Spesialis yang terlibat dalam studi otak selalu berpendapat bahwa penuaan organ ini disebabkan oleh kematian neutron – sel otak. Namun ketika memindai otak menggunakan teknologi canggih, ditemukan bahwa di sebagian besar otak terdapat jumlah neuron yang sama sepanjang hidup. Sementara beberapa aspek penuaan memang menyebabkan kemampuan mental tertentu (seperti waktu reaksi) memburuk, neuron terus-menerus diisi ulang.

Dalam proses ini – “bilateralisasi otak”, demikian para ahli menyebutnya – kedua belahan sama-sama terlibat. Pada 1990-an ilmuwan Kanada di University of Toronto, menggunakan teknologi pemindaian otak terbaru, mampu memvisualisasikan karyanya. Untuk membandingkan kerja otak anak muda dan orang paruh baya, dilakukan eksperimen pada kemampuan atensi dan memori.

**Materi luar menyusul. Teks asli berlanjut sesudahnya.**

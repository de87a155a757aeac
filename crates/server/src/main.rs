mod bootstrap;
mod handlers;
mod health;
mod ingress;
mod messaging;
mod worker;

use std::time::Duration;

use anyhow::Result;
use carelink_core::config::{AppConfig, LoadOptions};
use tokio::sync::watch;
use tracing_subscriber::EnvFilter;

fn init_logging(config: &AppConfig) {
    use carelink_core::config::LogFormat::*;

    let filter = EnvFilter::try_from_default_env()
        .unwrap_or_else(|_| EnvFilter::new(config.logging.level.as_str()));

    match config.logging.format {
        Compact => {
            tracing_subscriber::fmt().with_target(false).with_env_filter(filter).compact().init();
        }
        Pretty => {
            tracing_subscriber::fmt().with_target(false).with_env_filter(filter).pretty().init();
        }
        Json => {
            tracing_subscriber::fmt().with_target(false).with_env_filter(filter).json().init();
        }
    }
}

#[tokio::main]
async fn main() -> Result<()> {
    run().await
}

pub async fn run() -> Result<()> {
    let config = AppConfig::load(LoadOptions::default())?;
    init_logging(&config);

    let app = bootstrap::bootstrap_with_config(config).await?;
    let (shutdown_tx, shutdown_rx) = watch::channel(false);

    let router = health::router(health::HealthState::new(app.db_pool.clone(), app.store.jobs.clone()))
        .merge(ingress::router(ingress::IngressState::new(
            app.store.jobs.clone(),
            &app.config.webhooks,
        )));
    let address = format!("{}:{}", app.config.server.bind_address, app.config.server.port);
    let listener = tokio::net::TcpListener::bind(&address).await?;
    tracing::info!(
        event_name = "system.server.listening",
        correlation_id = "bootstrap",
        bind_address = %address,
        "http listener bound"
    );

    let mut server_shutdown = shutdown_rx.clone();
    let server = tokio::spawn(async move {
        axum::serve(listener, router)
            .with_graceful_shutdown(async move {
                let _ = server_shutdown.wait_for(|stopping| *stopping).await;
            })
            .await
    });

    let worker = if app.config.worker.enabled {
        let worker_shutdown = shutdown_rx.clone();
        let worker = app.worker;
        Some(tokio::spawn(async move { worker.run_until_shutdown(worker_shutdown).await }))
    } else {
        tracing::info!(event_name = "worker.disabled", "outbox worker disabled by config");
        None
    };

    tracing::info!(event_name = "system.server.started", correlation_id = "bootstrap", "carelink-server started");
    wait_for_shutdown().await?;
    tracing::info!(event_name = "system.server.stopping", correlation_id = "shutdown", "carelink-server stopping");

    shutdown_tx.send_replace(true);
    let grace = Duration::from_secs(app.config.server.graceful_shutdown_secs);
    if let Some(worker) = worker {
        if tokio::time::timeout(grace, worker).await.is_err() {
            tracing::warn!(event_name = "worker.shutdown_timeout", "worker did not stop within grace period");
        }
    }
    match tokio::time::timeout(grace, server).await {
        Ok(Ok(Err(error))) => tracing::error!(event_name = "system.server.error", error = %error, "http server failed"),
        Err(_) => tracing::warn!(event_name = "system.server.shutdown_timeout", "http server did not stop within grace period"),
        _ => {}
    }

    app.db_pool.close().await;
    Ok(())
}

async fn wait_for_shutdown() -> Result<()> {
    tokio::signal::ctrl_c().await?;
    Ok(())
}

Subyek diperlihatkan foto-foto wajah yang namanya harus cepat mereka hafal, kemudian mereka harus menyebutkan nama masing-masing.

Para ahli percaya bahwa peserta paruh baya akan melakukan tugas yang lebih buruk, namun, bertentangan dengan harapan, kedua kelompok menunjukkan hasil yang sama. Selain itu, satu keadaan menyebabkan kejutan para ilmuwan. Saat melakukan tomografi emisi positron, berikut ini ditemukan: pada orang muda, aktivasi koneksi saraf terjadi di area otak tertentu, dan pada orang paruh baya, di samping area ini, bagian dari prefrontal korteks otak juga terlibat. Berdasarkan penelitian ini dan penelitian lainnya, para ahli menjelaskan fenomena ini dengan fakta bahwa subjek dari kelompok usia paruh baya di zona jaringan saraf mana pun dapat memiliki kekurangan; pada saat ini, bagian lain dari otak diaktifkan untuk mengimbanginya. Hal ini menunjukkan bahwa selama bertahun-tahun orang menggunakan otak mereka untuk tingkat yang lebih besar. Selain itu, di tahun-tahun dewasa, jaringan saraf di area otak lainnya diperkuat.

Otak manusia mampu mengatasi keadaan, melawannya, menggunakan fleksibilitasnya. Perhatian yang cermat terhadap kesehatannya berkontribusi pada fakta bahwa ia menunjukkan hasil yang lebih baik. Menurut para peneliti, kondisinya dipengaruhi secara positif oleh nutrisi yang tepat, relaksasi, latihan mental (bekerja pada tugas-tugas dengan kompleksitas yang meningkat, mempelajari bidang apa pun), aktivitas fisik, dll. Faktor-faktor ini dapat memengaruhi otak pada usia berapa pun - seperti pada muda dan juga usia tua.